For Jacobin, this marks a deliberate and new low, but I honestly cannot say I am all that surprised. Most if not all of the names lifted into prominence by this milieu as ‘Marxist theorists’ over recent times have either steadfastly refused to offer the barest critique of fascism as a matter of policy or incorporated its key thinkers as part of the canon.

Theoretically, the understanding of neoliberalism from these quarters has, for some years now, been the means by which a small group of people applauded one another on the basis that they all viewed a garbled reading of Marx (always the early writings of Marx) as continuous with either conservative and, at times, explicitly fascist thinkers, from Polanyi to Schmitt. Consistently, for decades, they have railed against ‘international bankers’ and, with some determination, re-packaged the views of Henry Ford and Hitler as a ‘marxist take on finance.’ From the credence given to the mythical ‘white working class’ in the wake of Trump’s election to the US Presidency to the high regard accorded to the National Socialist jurist, Carl Schmitt, not to mention Zizek’s remarks that the problem with Hitler is that he was ‘not violent enough’ followed by his denunciations of antifa, there has been a dogged course set toward the far Right that pre-dates and parallels Trump’s appearance in the Republican primaries.

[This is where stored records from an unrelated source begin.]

//! Keys and values of the pull and gc indices.

use bytes::{Buf, BufMut};
use vertex_storage::{Compress, DatabaseError, Decode, Decompress, Encode};

use crate::ChunkAddress;

const SEQ_KEY_LEN: usize = 8 + ChunkAddress::LEN;

/// `(sequence, address)` key shared by the pull and gc indices.
///
/// The sequence is encoded big-endian, so bytewise order is sequence order and
/// ties cannot happen because sequences are never reused.
#[derive(Debug, Clone, Copy, PartialEq, Eq, PartialOrd, Ord, Hash)]
pub(crate) struct SeqKey {
    pub(crate) seq: u64,
    pub(crate) address: ChunkAddress,
}

impl SeqKey {
    pub(crate) const fn new(seq: u64, address: ChunkAddress) -> Self {
        Self { seq, address }
    }

    /// The smallest key with the given sequence.
    pub(crate) const fn first_at(seq: u64) -> Self {
        Self::new(seq, ChunkAddress::new([0u8; 32]))
    }
}

impl Encode for SeqKey {
    type Encoded = [u8; SEQ_KEY_LEN];

    fn encode(self) -> Self::Encoded {
        let mut buf = [0u8; SEQ_KEY_LEN];
        let (seq, address) = buf.split_at_mut(8);
        seq.copy_from_slice(&self.seq.to_be_bytes());
        address.copy_from_slice(self.address.as_bytes());
        buf
    }
}

impl Decode for SeqKey {
    fn decode(value: &[u8]) -> Result<Self, DatabaseError> {
        if value.len() != SEQ_KEY_LEN {
            return Err(DatabaseError::Decode);
        }
        let (mut seq, address) = value.split_at(8);
        Ok(Self::new(seq.get_u64(), ChunkAddress::decode(address)?))
    }
}

/// Read a big-endian `u64`, failing on short input.
pub(super) fn read_u64(buf: &mut &[u8]) -> Result<u64, DatabaseError> {
    if buf.remaining() < 8 {
        return Err(DatabaseError::Decode);
    }
    Ok(buf.get_u64())
}

/// Pull index value. The key carries everything a sync cursor needs.
#[derive(Debug, Clone, Copy, Default, PartialEq, Eq)]
pub(crate) struct PullValue;

impl Compress for PullValue {
    type Compressed = Vec<u8>;

    fn compress_to_buf<B: BufMut + AsMut<[u8]>>(&self, _buf: &mut B) {}
}

impl Decompress for PullValue {
    fn decompress(_value: &[u8]) -> Result<Self, DatabaseError> {
        Ok(Self)
    }
}

/// Gc index value: the insertion sequence of the chunk's pull entry, so an
/// eviction can delete it without scanning the pull index.
#[derive(Debug, Clone, Copy, PartialEq, Eq)]
pub(crate) struct GcValue {
    pub(crate) pull_seq: u64,
}

impl Compress for GcValue {
    type Compressed = Vec<u8>;

    fn compress_to_buf<B: BufMut + AsMut<[u8]>>(&self, buf: &mut B) {
        buf.put_u64(self.pull_seq);
    }
}

impl Decompress for GcValue {
    fn decompress(mut value: &[u8]) -> Result<Self, DatabaseError> {
        Ok(Self {
            pull_seq: read_u64(&mut value)?,
        })
    }
}

#[cfg(test)]
mod tests {
    use super::*;

    #[test]
    fn test_seq_key_order_is_byte_order() {
        let address_high = ChunkAddress::new([0xff; 32]);
        let address_low = ChunkAddress::new([0x00; 32]);

        let keys = [
            SeqKey::new(1, address_high),
            SeqKey::new(2, address_low),
            SeqKey::new(256, address_low),
            SeqKey::new(u64::MAX, address_low),
        ];

        for pair in keys.windows(2) {
            assert!(pair[0] < pair[1]);
            assert!(pair[0].encode() < pair[1].encode());
        }
    }

    #[test]
    fn test_seq_key_decode() {
        let key = SeqKey::new(42, ChunkAddress::new([3; 32]));
        assert_eq!(SeqKey::decode(&key.encode()).unwrap(), key);
        assert_eq!(SeqKey::decode(&[0; 8]), Err(DatabaseError::Decode));
    }

    #[test]
    fn test_gc_value() {
        let value = GcValue { pull_seq: 99 };
        let bytes = value.compress();
        assert_eq!(bytes.len(), 8);
        assert_eq!(GcValue::decompress(&bytes).unwrap(), value);
        assert_eq!(GcValue::decompress(&[1, 2]), Err(DatabaseError::Decode));
    }
}
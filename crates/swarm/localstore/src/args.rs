//! Local store CLI arguments.

use clap::{Args, ValueEnum};
use serde::{Deserialize, Serialize};

/// Default capacity in synced chunks (2^22).
pub const DEFAULT_CAPACITY: u64 = 1 << 22;

/// Default maximum number of chunks evicted in a single gc batch.
pub const DEFAULT_GC_BATCH_SIZE: u64 = 1_000;

/// Percentage of capacity a garbage collection run reduces the gc size to.
pub const GC_TARGET_PERCENT: u64 = 90;

/// Low-water mark for a given capacity.
///
/// Always `<= capacity`, so a run started at capacity makes room for at least
/// `capacity / 10` new chunks before the next one is triggered.
pub const fn gc_target(capacity: u64) -> u64 {
    // split the product to avoid overflow near u64::MAX
    capacity / 100 * GC_TARGET_PERCENT + capacity % 100 * GC_TARGET_PERCENT / 100
}

/// How retrieval entries are laid out in the index store.
///
/// Both layouts behave identically for callers.
#[derive(
    Debug,
    Clone,
    Copy,
    Default,
    PartialEq,
    Eq,
    ValueEnum,
    Serialize,
    Deserialize,
    strum::Display,
    strum::EnumString,
)]
#[serde(rename_all = "lowercase")]
#[strum(serialize_all = "lowercase")]
pub enum RetrievalLayout {
    /// Payload and access metadata in one entry.
    Composite,
    /// Payload and access metadata in separate index regions.
    #[default]
    Split,
}

/// Configuration for the local store.
pub trait LocalStoreConfig {
    /// Maximum number of synced chunks before garbage collection starts.
    fn capacity(&self) -> u64;

    /// Maximum number of chunks evicted per gc batch.
    fn gc_batch_size(&self) -> u64;

    /// Retrieval index layout.
    fn retrieval_layout(&self) -> RetrievalLayout;
}

/// Local store configuration arguments.
#[derive(Debug, Args, Clone, Serialize, Deserialize)]
#[command(next_help_heading = "Local Store")]
#[serde(default)]
pub struct LocalStoreArgs {
    /// Capacity in number of synced chunks.
    #[arg(long = "localstore.capacity", default_value_t = DEFAULT_CAPACITY)]
    pub capacity: u64,

    /// Maximum number of chunks evicted in one garbage collection batch.
    #[arg(long = "localstore.gc-batch-size", default_value_t = DEFAULT_GC_BATCH_SIZE)]
    pub gc_batch_size: u64,

    /// Retrieval index layout.
    #[arg(long = "localstore.retrieval-layout", value_enum, default_value_t = RetrievalLayout::Split)]
    pub retrieval_layout: RetrievalLayout,
}

impl LocalStoreArgs {
    /// Arguments with the given capacity and defaults otherwise.
    pub fn with_capacity(capacity: u64) -> Self {
        Self {
            capacity,
            ..Default::default()
        }
    }

    /// Set the gc batch size.
    pub fn with_gc_batch_size(mut self, gc_batch_size: u64) -> Self {
        self.gc_batch_size = gc_batch_size;
        self
    }

    /// Set the retrieval layout.
    pub fn with_retrieval_layout(mut self, layout: RetrievalLayout) -> Self {
        self.retrieval_layout = layout;
        self
    }
}

impl Default for LocalStoreArgs {
    fn default() -> Self {
        Self {
            capacity: DEFAULT_CAPACITY,
            gc_batch_size: DEFAULT_GC_BATCH_SIZE,
            retrieval_layout: RetrievalLayout::default(),
        }
    }
}

impl LocalStoreConfig for LocalStoreArgs {
    fn capacity(&self) -> u64 {
        self.capacity
    }

    fn gc_batch_size(&self) -> u64 {
        self.gc_batch_size
    }

    fn retrieval_layout(&self) -> RetrievalLayout {
        self.retrieval_layout
    }
}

I do not subscribe to a horseshoe theory of politics, wherein the far Left inevitably meets with the far Right. This is vacuous nonsense. The shared condition is not ‘extremism’ but nationalism, and the naturalization or acceptance of its borders as the borders of politics. As it happens, the theoretical framing is far more Machiavellian liberalism freighted onto eighteenth-century moral economy and fascist understandings of money and finance. But, clearly, the refusal to consider fascism as having a politics rather than being some vacuous form of ‘extremism’ lends itself to accommodations and excuses.

Strasserism is not new, but it is certainly time to stop pretending that Jacobin and others around the DSA are capable of understanding let alone critically reflecting on their own investments in national socialism.

There are many other, far better journals and magazines, with far more integrity and more intellectual credibility than Jacobin has been able to muster.